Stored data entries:

//! HTTP/1.1 chunked carrier.
//!
//! The client issues one long-lived `POST` with `Transfer-Encoding: chunked`
//! and the server answers with one chunked `200 OK`. Each write becomes one
//! chunk; reads decode the peer's chunks back into plain bytes. The request
//! head goes out with the first write, the response head is validated on the
//! first read.

use std::io;
use std::pin::Pin;
use std::task::{ready, Context, Poll};

use tokio::io::{AsyncRead, AsyncWrite, AsyncWriteExt, ReadBuf};

use burrow_protocol::socks::split_host_port;

use crate::auth::{self, UserVerifier};
use crate::error::Result;
use crate::httpmsg;
use crate::relay::BoxedStream;

/// Largest accepted head or chunk-size line.
const MAX_HEAD: usize = 16 * 1024;

#[derive(Clone, Copy)]
enum ReadPhase {
    /// Client only: accumulate and validate the response head.
    Head,
    /// Between chunks: looking for the `hex CRLF` size line.
    SizeLine,
    /// Inside a chunk body with this many bytes left.
    Body(usize),
    /// Consuming the CRLF after a chunk body.
    BodyCrlf(u8),
    Eof,
}

/// A byte stream carried as HTTP chunks, used on both endpoints.
pub struct ChunkedStream {
    inner: BoxedStream,
    /// Head bytes flushed before the first encoded chunk.
    preface: Option<Vec<u8>>,
    phase: ReadPhase,
    rbuf: Vec<u8>,
    rpos: usize,
    wbuf: Vec<u8>,
    wpos: usize,
    wlen: usize,
}

impl ChunkedStream {
    /// Client side: emits `POST <path>` with the first write and expects a
    /// chunked `200 OK` on the first read.
    pub fn client(
        stream: BoxedStream,
        server_addr: &str,
        path: &str,
        credentials: Option<&(String, String)>,
    ) -> Self {
        let host = split_host_port(server_addr)
            .map(|(h, _)| h)
            .unwrap_or(server_addr);
        let mut head = format!(
            "POST {} HTTP/1.1\r\nHost: {}\r\nTransfer-Encoding: chunked\r\nConnection: keep-alive\r\n",
            path, host
        );
        if let Some((username, password)) = credentials {
            head.push_str("Authorization: ");
            head.push_str(&auth::basic_auth_value(username, password));
            head.push_str("\r\n");
        }
        head.push_str("\r\n");
        Self::new(stream, head.into_bytes(), ReadPhase::Head, Vec::new())
    }

    /// Server side: reads requests until one passes auth, path and framing
    /// checks, answering 401/404/400 and staying open otherwise.
    pub async fn accept(
        mut stream: BoxedStream,
        path: &str,
        verifier: Option<&UserVerifier>,
    ) -> Result<Self> {
        let mut carry = Vec::new();
        loop {
            let head = httpmsg::read_request_head(&mut stream, &mut carry).await?;
            if let Some(verifier) = verifier {
                if !auth::basic_auth_ok(head.header("Authorization"), verifier) {
                    stream.write_all(&httpmsg::response_4xx(401)).await?;
                    carry.clear();
                    continue;
                }
            }
            if head.target != path {
                stream.write_all(&httpmsg::response_4xx(404)).await?;
                carry.clear();
                continue;
            }
            if !head.header_has_token("Transfer-Encoding", "chunked") {
                stream.write_all(&httpmsg::response_4xx(400)).await?;
                carry.clear();
                continue;
            }
            let response = b"HTTP/1.1 200 OK\r\nTransfer-Encoding: chunked\r\n\r\n".to_vec();
            return Ok(Self::new(stream, response, ReadPhase::SizeLine, carry));
        }
    }

    fn new(inner: BoxedStream, preface: Vec<u8>, phase: ReadPhase, rbuf: Vec<u8>) -> Self {
        Self {
            inner,
            preface: Some(preface),
            phase,
            rbuf,
            rpos: 0,
            wbuf: Vec::new(),
            wpos: 0,
            wlen: 0,
        }
    }

    /// Pulls more raw bytes from the inner stream. Returns the number read;
    /// zero means the peer closed.
    fn poll_fill(&mut self, cx: &mut Context<'_>) -> Poll<io::Result<usize>> {
        if self.rpos == self.rbuf.len() {
            self.rbuf.clear();
            self.rpos = 0;
        }
        let mut chunk = [0u8; 8 * 1024];
        let mut read_buf = ReadBuf::new(&mut chunk);
        ready!(Pin::new(&mut self.inner).poll_read(cx, &mut read_buf))?;
        let filled = read_buf.filled();
        self.rbuf.extend_from_slice(filled);
        Poll::Ready(Ok(filled.len()))
    }

    fn pending(&self) -> &[u8] {
        &self.rbuf[self.rpos..]
    }
}

impl AsyncRead for ChunkedStream {
    fn poll_read(
        self: Pin<&mut Self>,
        cx: &mut Context<'_>,
        buf: &mut ReadBuf<'_>,
    ) -> Poll<io::Result<()>> {
        let this = self.get_mut();
        if buf.remaining() == 0 {
            return Poll::Ready(Ok(()));
        }
        loop {
            match this.phase {
                ReadPhase::Head => {
                    if let Some(pos) = httpmsg::find_header_end(this.pending()) {
                        let raw = &this.rbuf[this.rpos..this.rpos + pos];
                        let text = std::str::from_utf8(raw).map_err(|_| {
                            io::Error::new(io::ErrorKind::InvalidData, "head is not utf-8")
                        })?;
                        let head = httpmsg::parse_response_head(text)
                            .map_err(|e| io::Error::new(io::ErrorKind::InvalidData, e.to_string()))?;
                        if head.code != 200 {
                            return Poll::Ready(Err(io::Error::new(
                                io::ErrorKind::InvalidData,
                                format!("response status is not OK: {}", head.code),
                            )));
                        }
                        if !head.header_has_token("Transfer-Encoding", "chunked") {
                            return Poll::Ready(Err(io::Error::new(
                                io::ErrorKind::InvalidData,
                                "response is not chunked",
                            )));
                        }
                        this.rpos += pos + 4;
                        this.phase = ReadPhase::SizeLine;
                        continue;
                    }
                    if this.rbuf.len() > MAX_HEAD {
                        return Poll::Ready(Err(io::Error::new(
                            io::ErrorKind::InvalidData,
                            "response head too large",
                        )));
                    }
                    if ready!(this.poll_fill(cx))? == 0 {
                        return Poll::Ready(Err(io::ErrorKind::UnexpectedEof.into()));
                    }
                }
                ReadPhase::SizeLine => {
                    if let Some(i) = find_crlf(this.pending()) {
                        let line = &this.rbuf[this.rpos..this.rpos + i];
                        let text = std::str::from_utf8(line)
                            .map_err(|_| bad_chunk_size())?
                            .trim();
                        let size = usize::from_str_radix(text, 16).map_err(|_| bad_chunk_size())?;
                        this.rpos += i + 2;
                        this.phase = if size == 0 {
                            ReadPhase::Eof
                        } else {
                            ReadPhase::Body(size)
                        };
                        continue;
                    }
                    if this.rbuf.len() - this.rpos > MAX_HEAD {
                        return Poll::Ready(Err(bad_chunk_size()));
                    }
                    if ready!(this.poll_fill(cx))? == 0 {
                        // a close between chunks is a clean end of stream
                        if this.pending().is_empty() {
                            this.phase = ReadPhase::Eof;
                            return Poll::Ready(Ok(()));
                        }
                        return Poll::Ready(Err(io::ErrorKind::UnexpectedEof.into()));
                    }
                }
                ReadPhase::Body(remaining) => {
                    let avail = this.rbuf.len() - this.rpos;
                    if avail == 0 {
                        if ready!(this.poll_fill(cx))? == 0 {
                            return Poll::Ready(Err(io::ErrorKind::UnexpectedEof.into()));
                        }
                        continue;
                    }
                    let n = avail.min(remaining).min(buf.remaining());
                    buf.put_slice(&this.rbuf[this.rpos..this.rpos + n]);
                    this.rpos += n;
                    this.phase = if remaining == n {
                        ReadPhase::BodyCrlf(2)
                    } else {
                        ReadPhase::Body(remaining - n)
                    };
                    return Poll::Ready(Ok(()));
                }
                ReadPhase::BodyCrlf(left) => {
                    if left == 0 {
                        this.phase = ReadPhase::SizeLine;
                    } else if this.rpos < this.rbuf.len() {
                        this.rpos += 1;
                        this.phase = ReadPhase::BodyCrlf(left - 1);
                    } else if ready!(this.poll_fill(cx))? == 0 {
                        return Poll::Ready(Err(io::ErrorKind::UnexpectedEof.into()));
                    }
                }
                ReadPhase::Eof => return Poll::Ready(Ok(())),
            }
        }
    }
}

impl AsyncWrite for ChunkedStream {
    fn poll_write(
        self: Pin<&mut Self>,
        cx: &mut Context<'_>,
        buf: &[u8],
    ) -> Poll<io::Result<usize>> {
        let this = self.get_mut();
        if buf.is_empty() {
            return Poll::Ready(Ok(0));
        }
        if this.wbuf.is_empty() {
            if let Some(head) = this.preface.take() {
                this.wbuf.extend_from_slice(&head);
            }
            this.wbuf
                .extend_from_slice(format!("{:X}\r\n", buf.len()).as_bytes());
            this.wbuf.extend_from_slice(buf);
            this.wbuf.extend_from_slice(b"\r\n");
            this.wlen = buf.len();
        }
        while this.wpos < this.wbuf.len() {
            let n = ready!(Pin::new(&mut this.inner).poll_write(cx, &this.wbuf[this.wpos..]))?;
            if n == 0 {
                return Poll::Ready(Err(io::ErrorKind::WriteZero.into()));
            }
            this.wpos += n;
        }
        this.wbuf.clear();
        this.wpos = 0;
        Poll::Ready(Ok(this.wlen))
    }

    fn poll_flush(self: Pin<&mut Self>, cx: &mut Context<'_>) -> Poll<io::Result<()>> {
        Pin::new(&mut self.get_mut().inner).poll_flush(cx)
    }

    fn poll_shutdown(self: Pin<&mut Self>, cx: &mut Context<'_>) -> Poll<io::Result<()>> {
        Pin::new(&mut self.get_mut().inner).poll_shutdown(cx)
    }
}

fn find_crlf(data: &[u8]) -> Option<usize> {
    data.windows(2).position(|w| w == b"\r\n")
}

fn bad_chunk_size() -> io::Error {
    io::Error::new(io::ErrorKind::InvalidData, "bad chunk size line")
}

§ **TRY IT**: Identify every line above with the string "reads" in it. Copy those lines.

§ **ANSWER BOX**:
//! chunk; reads decode the peer's chunks back into plain bytes. The request
    /// Server side: reads requests until one passes auth, path and framing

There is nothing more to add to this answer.